EXERCISE:
For every line in the records that has the word "summary", make a copy.

[Opening PROVIDED RECORDS section]

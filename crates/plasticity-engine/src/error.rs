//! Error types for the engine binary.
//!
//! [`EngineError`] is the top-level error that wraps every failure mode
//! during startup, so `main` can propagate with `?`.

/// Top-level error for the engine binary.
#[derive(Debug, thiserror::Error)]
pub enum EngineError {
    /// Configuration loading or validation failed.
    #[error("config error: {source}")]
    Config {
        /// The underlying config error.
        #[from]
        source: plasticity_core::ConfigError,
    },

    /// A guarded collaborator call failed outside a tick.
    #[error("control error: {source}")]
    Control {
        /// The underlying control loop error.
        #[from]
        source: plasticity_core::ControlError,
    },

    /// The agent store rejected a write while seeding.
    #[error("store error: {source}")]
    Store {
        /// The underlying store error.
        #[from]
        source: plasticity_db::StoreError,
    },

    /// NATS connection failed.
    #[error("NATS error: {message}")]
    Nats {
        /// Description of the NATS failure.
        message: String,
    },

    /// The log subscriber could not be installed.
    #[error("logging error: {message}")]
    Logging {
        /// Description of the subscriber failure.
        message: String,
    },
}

[Closing PROVIDED RECORDS section]
[Opening PROVIDED RECORDS section]

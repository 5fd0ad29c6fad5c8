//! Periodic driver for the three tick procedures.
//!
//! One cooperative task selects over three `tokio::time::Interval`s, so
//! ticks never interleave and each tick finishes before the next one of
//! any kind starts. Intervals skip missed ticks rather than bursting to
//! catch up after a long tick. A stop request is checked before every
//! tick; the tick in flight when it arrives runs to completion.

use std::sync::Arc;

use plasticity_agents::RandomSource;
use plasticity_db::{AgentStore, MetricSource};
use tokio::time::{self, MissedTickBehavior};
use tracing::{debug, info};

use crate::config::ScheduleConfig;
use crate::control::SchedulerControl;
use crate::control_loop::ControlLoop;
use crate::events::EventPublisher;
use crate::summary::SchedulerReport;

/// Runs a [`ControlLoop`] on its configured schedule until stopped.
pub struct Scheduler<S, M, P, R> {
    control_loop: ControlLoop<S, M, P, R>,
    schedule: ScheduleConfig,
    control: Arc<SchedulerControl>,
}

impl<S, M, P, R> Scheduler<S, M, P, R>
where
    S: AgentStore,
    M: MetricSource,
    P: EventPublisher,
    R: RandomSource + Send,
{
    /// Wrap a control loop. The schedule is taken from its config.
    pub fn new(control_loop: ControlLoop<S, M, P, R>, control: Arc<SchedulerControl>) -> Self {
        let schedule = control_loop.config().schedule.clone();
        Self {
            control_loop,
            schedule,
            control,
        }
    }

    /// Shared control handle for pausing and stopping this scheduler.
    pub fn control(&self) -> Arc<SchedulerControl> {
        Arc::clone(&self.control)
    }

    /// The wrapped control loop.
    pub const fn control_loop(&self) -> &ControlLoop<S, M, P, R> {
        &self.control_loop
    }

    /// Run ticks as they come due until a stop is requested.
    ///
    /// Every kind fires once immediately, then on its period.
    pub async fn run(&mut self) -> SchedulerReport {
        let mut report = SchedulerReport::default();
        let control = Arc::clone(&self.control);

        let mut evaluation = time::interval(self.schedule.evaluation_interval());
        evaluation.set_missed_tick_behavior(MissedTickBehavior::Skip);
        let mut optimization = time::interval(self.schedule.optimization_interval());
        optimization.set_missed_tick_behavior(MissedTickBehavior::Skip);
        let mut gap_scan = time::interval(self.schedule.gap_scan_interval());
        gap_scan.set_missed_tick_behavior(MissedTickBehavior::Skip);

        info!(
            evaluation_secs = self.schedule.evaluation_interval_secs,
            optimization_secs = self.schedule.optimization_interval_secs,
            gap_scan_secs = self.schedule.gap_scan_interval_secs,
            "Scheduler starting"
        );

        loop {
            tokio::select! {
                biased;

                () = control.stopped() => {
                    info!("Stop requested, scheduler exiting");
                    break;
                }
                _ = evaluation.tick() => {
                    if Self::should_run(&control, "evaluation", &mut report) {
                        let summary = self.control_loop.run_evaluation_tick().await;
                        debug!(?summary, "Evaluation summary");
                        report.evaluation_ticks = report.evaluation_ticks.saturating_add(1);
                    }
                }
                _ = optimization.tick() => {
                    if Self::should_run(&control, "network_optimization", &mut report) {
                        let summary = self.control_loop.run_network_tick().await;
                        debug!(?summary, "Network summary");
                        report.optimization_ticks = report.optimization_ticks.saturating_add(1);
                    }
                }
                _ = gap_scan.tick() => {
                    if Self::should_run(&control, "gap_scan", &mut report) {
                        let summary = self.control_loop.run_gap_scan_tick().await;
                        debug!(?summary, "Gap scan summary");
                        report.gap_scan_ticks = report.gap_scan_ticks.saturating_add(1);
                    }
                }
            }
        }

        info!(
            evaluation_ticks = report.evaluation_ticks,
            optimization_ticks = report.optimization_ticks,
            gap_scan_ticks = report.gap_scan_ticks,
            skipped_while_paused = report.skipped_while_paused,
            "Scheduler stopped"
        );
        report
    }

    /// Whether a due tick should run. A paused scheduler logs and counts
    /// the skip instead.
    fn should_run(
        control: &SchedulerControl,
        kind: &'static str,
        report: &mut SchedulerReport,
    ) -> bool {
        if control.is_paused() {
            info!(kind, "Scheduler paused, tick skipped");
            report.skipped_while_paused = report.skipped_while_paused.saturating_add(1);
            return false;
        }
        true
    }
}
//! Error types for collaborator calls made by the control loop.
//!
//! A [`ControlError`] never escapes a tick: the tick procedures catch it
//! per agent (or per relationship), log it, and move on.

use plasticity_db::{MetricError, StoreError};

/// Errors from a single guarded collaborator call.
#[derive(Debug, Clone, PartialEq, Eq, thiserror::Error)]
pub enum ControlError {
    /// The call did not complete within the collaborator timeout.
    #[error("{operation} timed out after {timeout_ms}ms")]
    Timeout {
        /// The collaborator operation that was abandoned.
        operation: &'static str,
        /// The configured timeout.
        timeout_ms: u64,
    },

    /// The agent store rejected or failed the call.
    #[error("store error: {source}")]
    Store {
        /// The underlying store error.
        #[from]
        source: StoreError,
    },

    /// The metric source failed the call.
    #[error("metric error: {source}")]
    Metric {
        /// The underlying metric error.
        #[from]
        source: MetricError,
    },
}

[Closing PROVIDED RECORDS section]

RESULT OF THE EXERCISE:
use crate::summary::SchedulerReport;
                        let summary = self.control_loop.run_evaluation_tick().await;
                        debug!(?summary, "Evaluation summary");
                        let summary = self.control_loop.run_network_tick().await;
                        debug!(?summary, "Network summary");
                        let summary = self.control_loop.run_gap_scan_tick().await;
                        debug!(?summary, "Gap scan summary");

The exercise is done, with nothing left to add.